Students are as much the responsibility of a teacher as knowledge. However learned one may be, if the learning does not reach the students, the teacher fails in his duty and efforts. Teachers are sometimes heard saying that the standard of the students is very low that they find it difficult to come down to their level. This is a bureaucratic and snobbish attitude. It is true that Mohammed must come to the mountain but let it not be forgotten that the mountain has first to inspire and attract Mohammed.

The students would try to approach the teacher and try to come upto his level only if the teacher has fulfilled the preliminary condition of evoking interest in his subject. Response is always a mutual affair. If the teacher responds to the interest and mood of the student he will surely beget the response he needs. The ideal teacher keeps in mind the aim which Addison prescribed for his paper the “Spectator” (i.e.) to enliven morality with wit and to temper wit with morality. Wit helps a great deal; with its help the heaviest and the most complicated things become bearable. In a dense forest of argument a flash of wit comes to give rest to the tired limbs of mind and lights up the dark path. Just as amusement and rest is necessary to carry out the business of life, wit and humour are essential to digest the heavy dose of wisdom.

Whereas a good teacher constantly endeavors to evoke interest of the students he himself also remains a student of life and literature. As a keen observer he sees all the movements of life around and tries to relate his observation to what he has to teach from books. Books are no doubt bloodless and they make a poor substitute for life. But if life is brought into books, they become a living experience. The teacher should constantly make references to that life of which the students are supposed to have a firsthand experience. Anecdotes from students’ lives and from the lives of authors can make things clear and concrete. It is always difficult to grasp an idea in the abstract form, but when it is concretised by a story or incident it becomes very simple.

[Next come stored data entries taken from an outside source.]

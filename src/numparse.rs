//! Parses a text cell into a real number.
//!
//! Tolerates NBSP/narrow-NBSP/figure-space/thin-space padding, parenthesized
//! negatives, the Unicode minus sign, and thousands separators expressed as
//! spaces or commas. Returns `None` rather than panicking on anything it
//! cannot parse — malformed cells become zero quantities upstream in the
//! matcher, never an error.

const SPECIAL_SPACES: [char; 4] = ['\u{00A0}', '\u{202F}', '\u{2007}', '\u{2009}'];

fn is_separator_space(c: char) -> bool {
    c == ' ' || c == '\t' || SPECIAL_SPACES.contains(&c)
}

pub fn parse_number(raw: &str) -> Option<f64> {
    let trimmed = raw.trim_matches(|c: char| c.is_whitespace() || SPECIAL_SPACES.contains(&c));
    if trimmed.is_empty() {
        return None;
    }

    let mut neg = false;
    let inner = if trimmed.starts_with('(') && trimmed.ends_with(')') && trimmed.len() >= 2 {
        neg = true;
        &trimmed[1..trimmed.len() - 1]
    } else {
        trimmed
    };

    let unicode_minus_folded: String = inner.chars().map(|c| if c == '\u{2212}' { '-' } else { c }).collect();

    let no_seps: String = unicode_minus_folded
        .chars()
        .filter(|&c| !is_separator_space(c))
        .collect();

    if no_seps.is_empty() {
        return None;
    }

    let cleaned = if no_seps.contains('.') {
        // commas are thousands separators when a period is also present.
        no_seps.chars().filter(|&c| c != ',').collect::<String>()
    } else if let Some(last_comma) = no_seps.rfind(',') {
        // the last (and only meaningful) comma is the decimal point.
        let (head, tail) = no_seps.split_at(last_comma);
        let tail = &tail[1..];
        let head_digits: String = head.chars().filter(|&c| c != ',').collect();
        format!("{}.{}", head_digits, tail)
    } else {
        no_seps
    };

    match cleaned.as_str() {
        "" | "-" | "." | "-." => return None,
        _ => {}
    }

    cleaned.parse::<f64>().ok().map(|v| if neg { -v } else { v })
}

#[cfg(test)]
mod tests {
    use super::*;

    #[test]
    fn parenthesized_negative() {
        assert_eq!(parse_number("(1 234,50)"), Some(-1234.50));
    }

    #[test]
    fn plain_negative_with_thousands_comma_decimal() {
        assert_eq!(parse_number("-1 234,50"), Some(-1234.50));
    }

    #[test]
    fn us_style_thousands_and_decimal_point() {
        assert_eq!(parse_number("1,234.56"), Some(1234.56));
    }

    #[test]
    fn unicode_minus_sign() {
        assert_eq!(parse_number("\u{2212}42"), Some(-42.0));
    }

    #[test]
    fn nbsp_padding() {
        assert_eq!(parse_number("\u{00A0}7\u{00A0}"), Some(7.0));
    }

    #[test]
    fn thin_space_thousands_separator() {
        assert_eq!(parse_number("1\u{2009}234"), Some(1234.0));
    }

    #[test]
    fn rejects_degenerate_inputs() {
        for s in ["", "-", ".", "-.", "   ", "abc"] {
            assert_eq!(parse_number(s), None, "expected None for {:?}", s);
        }
    }

    #[test]
    fn plain_integer() {
        assert_eq!(parse_number("42"), Some(42.0));
    }
}
use thiserror::Error;

/// Errors `reconcile` can return. The matching core otherwise never fails:
/// malformed cells are normalized down to empty strings / zero quantities
/// upstream of the matcher (see `normalize` and `numparse`).
#[derive(Debug, Error, PartialEq)]
pub enum ReconcileError {
    #[error("invalid options: threshold must be finite and within [0, 1], got {threshold}")]
    InvalidOptions { threshold: f64 },

    #[error("reconcile cancelled")]
    Cancelled,
}
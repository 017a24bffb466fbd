use serde::{Deserialize, Serialize};

/// A single input row, already trimmed of surrounding whitespace by the caller.
#[derive(Debug, Clone, PartialEq, Serialize, Deserialize)]
pub struct Row {
    pub name: String,
    #[serde(default)]
    pub sku: String,
    pub qty: f64,
}

impl Row {
    pub fn new(name: impl Into<String>, sku: impl Into<String>, qty: f64) -> Self {
        Row {
            name: name.into(),
            sku: sku.into(),
            qty,
        }
    }
}

/// `Row` plus its normalized name and extracted numeric-unit atoms.
#[derive(Debug, Clone, PartialEq)]
pub struct NormalizedRow {
    pub name: String,
    pub sku: String,
    pub qty: f64,
    pub name_norm: String,
    /// Sorted multiset of "number+unit" atoms, used as the fuzzy-tier guard.
    pub num_units: Vec<String>,
}

impl NormalizedRow {
    pub fn as_row(&self) -> Row {
        Row {
            name: self.name.clone(),
            sku: self.sku.clone(),
            qty: self.qty,
        }
    }
}

/// Toggles for the normalization and matching pipeline. Every stage
/// defaults on; the fuzzy-tier acceptance threshold defaults to 0.83.
#[derive(Debug, Clone, Copy, PartialEq, Serialize, Deserialize)]
#[serde(default)]
pub struct Options {
    pub normalization: bool,
    pub token_sort: bool,
    pub strip_units: bool,
    pub unify: bool,
    pub lowercase: bool,
    pub enable_fuzzy: bool,
    pub strict_after_norm: bool,
    pub threshold: f64,
}

impl Default for Options {
    fn default() -> Self {
        Options {
            normalization: true,
            token_sort: true,
            strip_units: false,
            unify: true,
            lowercase: true,
            enable_fuzzy: true,
            strict_after_norm: false,
            threshold: 0.83,
        }
    }
}

impl Options {
    pub fn validate(&self) -> Result<(), crate::error::ReconcileError> {
        if !self.threshold.is_finite() || !(0.0..=1.0).contains(&self.threshold) {
            return Err(crate::error::ReconcileError::InvalidOptions {
                threshold: self.threshold,
            });
        }
        Ok(())
    }
}

/// How a source table's columns project onto `(name, sku, qty)`. This is the
/// external collaborator's contract — the core never resolves column names
/// itself, it only echoes the mapping it was told was used.
#[derive(Debug, Clone, Default, PartialEq, Serialize, Deserialize)]
pub struct Mapping {
    pub name_key: String,
    pub qty_key: String,
    pub sku_key: String,
    pub use_sku: bool,
    pub header_row: i64,
}

/// Which tier produced a `MatchRecord`.
#[derive(Debug, Clone, Copy, PartialEq, Eq, Serialize, Deserialize)]
#[serde(rename_all = "lowercase")]
pub enum Method {
    Sku,
    Exact,
    Fuzzy,
}

impl Method {
    pub fn as_str(&self) -> &'static str {
        match self {
            Method::Sku => "sku",
            Method::Exact => "exact",
            Method::Fuzzy => "fuzzy",
        }
    }
}

#[derive(Debug, Clone, PartialEq, Serialize, Deserialize)]
pub struct MatchRecord {
    pub name: String,
    pub sku: String,
    pub qty_a: f64,
    pub qty_b: f64,
    pub delta: f64,
    pub method: Method,
    #[serde(skip_serializing_if = "Option::is_none")]
    pub score: Option<f64>,
}

#[derive(Debug, Clone, PartialEq, Serialize, Deserialize)]
pub struct Unmatched {
    pub name: String,
    pub sku: String,
    pub qty: f64,
}

#[derive(Debug, Clone, PartialEq, Serialize, Deserialize)]
pub struct ReconcileResult {
    pub rows: Vec<MatchRecord>,
    pub only_a: Vec<Unmatched>,
    pub only_b: Vec<Unmatched>,
    pub opts: Options,
    #[serde(skip_serializing_if = "Option::is_none")]
    pub map_a: Option<Mapping>,
    #[serde(skip_serializing_if = "Option::is_none")]
    pub map_b: Option<Mapping>,
}
//! Command-line front end over [`reconcile_core::reconcile`].
//!
//! Reads two JSON arrays of already-projected `{name, sku, qty}` rows and
//! prints the reconcile result as JSON. Spreadsheet decoding, header
//! detection, and HTTP transport are deliberately out of scope here — this
//! binary exists only to drive the core against files a caller has already
//! turned into rows.

use std::fs;
use std::path::PathBuf;

use anyhow::{Context, Result};
use clap::Parser;
use reconcile_core::{reconcile, Options, Row};

/// Reconciles two JSON row files against each other.
#[derive(Parser, Debug)]
#[command(name = "reconcile-cli", version, about, long_about = None)]
struct Cli {
    /// Path to the JSON array of A-side rows.
    rows_a: PathBuf,

    /// Path to the JSON array of B-side rows.
    rows_b: PathBuf,

    /// Disable the normalization pipeline entirely (raw string equality only).
    #[arg(long)]
    no_normalization: bool,

    /// Disable token-sort (word-bag) comparison inside the normalizer.
    #[arg(long)]
    no_token_sort: bool,

    /// Strip recognized unit tokens from normalized names.
    #[arg(long)]
    strip_units: bool,

    /// Disable Cyrillic/Latin lookalike and synonym unification.
    #[arg(long)]
    no_unify: bool,

    /// Disable lowercasing during normalization.
    #[arg(long)]
    no_lowercase: bool,

    /// Disable the fuzzy (trigram + Damerau-Levenshtein) tier entirely.
    #[arg(long)]
    no_fuzzy: bool,

    /// Only match rows whose normalized names are already identical
    /// (skips the fuzzy tier regardless of `--no-fuzzy`).
    #[arg(long)]
    strict_after_norm: bool,

    /// Minimum similarity score for a fuzzy match to be accepted.
    #[arg(long, default_value_t = Options::default().threshold)]
    threshold: f64,

    /// Pretty-print the JSON result.
    #[arg(long)]
    pretty: bool,
}

impl Cli {
    fn options(&self) -> Options {
        Options {
            normalization: !self.no_normalization,
            token_sort: !self.no_token_sort,
            strip_units: self.strip_units,
            unify: !self.no_unify,
            lowercase: !self.no_lowercase,
            enable_fuzzy: !self.no_fuzzy,
            strict_after_norm: self.strict_after_norm,
            threshold: self.threshold,
        }
    }
}

fn load_rows(path: &PathBuf) -> Result<Vec<Row>> {
    let raw = fs::read_to_string(path).with_context(|| format!("reading {}", path.display()))?;
    serde_json::from_str(&raw).with_context(|| format!("parsing {} as a JSON row array", path.display()))
}

fn main() -> Result<()> {
    tracing_subscriber::fmt()
        .with_env_filter(tracing_subscriber::EnvFilter::from_default_env())
        .init();

    let cli = Cli::parse();
    let opt = cli.options();

    let rows_a = load_rows(&cli.rows_a)?;
    let rows_b = load_rows(&cli.rows_b)?;

    tracing::info!(a = rows_a.len(), b = rows_b.len(), threshold = opt.threshold, "reconciling");

    let result = reconcile(rows_a, rows_b, opt, None).context("reconcile failed")?;

    let out = if cli.pretty {
        serde_json::to_string_pretty(&result)?
    } else {
        serde_json::to_string(&result)?
    };
    println!("{out}");

    Ok(())
}
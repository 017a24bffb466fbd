//! Collapses duplicate rows within one side of a reconcile call: group by
//! SKU when present, else by normalized name, retain the first row's
//! identity fields, and sum quantities.
//!
//! Grouping uses an `FxHashMap` keyed by the aggregation key together with
//! a `Vec` recording first-seen order, rather than iterating a bare hash
//! map — aggregated order needs to be deterministic and reproducible
//! across calls, which a raw hash map iteration cannot guarantee.

use crate::types::NormalizedRow;
use rustc_hash::FxHashMap;

pub fn aggregate(rows: Vec<NormalizedRow>) -> Vec<NormalizedRow> {
    let mut order: Vec<String> = Vec::new();
    let mut groups: FxHashMap<String, NormalizedRow> = FxHashMap::default();

    for row in rows {
        let key = if !row.sku.is_empty() {
            row.sku.clone()
        } else {
            row.name_norm.clone()
        };

        match groups.get_mut(&key) {
            Some(existing) => existing.qty += row.qty,
            None => {
                order.push(key.clone());
                groups.insert(key, row);
            }
        }
    }

    order
        .into_iter()
        .map(|key| groups.remove(&key).expect("key was just inserted"))
        .collect()
}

A teacher is to have a wide reading experience without which he may be called a quack or a dead fossil. Attending the class should be an experience for students, different from that of reading a book. The personality of the teacher is also an important factor coupled with a rich voice and pleasant manners. A teacher is not only meant for classroom work but also for work that lies outside his classroom. A teacher is able to influence the course of the life of a student by interacting with him at a personal level with sympathetic approach. A good teacher is one who carries his learning lightly and is easily accessible to the students. A learned and popular teacher, when students begin to love and like him can prove as harmful as doting parents. The students then tend to approach him for every small thing and the teacher is always too ready with his opinion and solutions. Thus the teacher helps him in killing the students’ initiative and independent thinking.

To conclude the teachers should never lose sight of the fact that they are the builders of the society, who become teachers by choice and not under compulsion. To make the society, a sociable and a glorified one the teacher-student relationship should be that of the one that existed between Socrates and Plato, Plato and Aristotle and Aristotle and Alexander.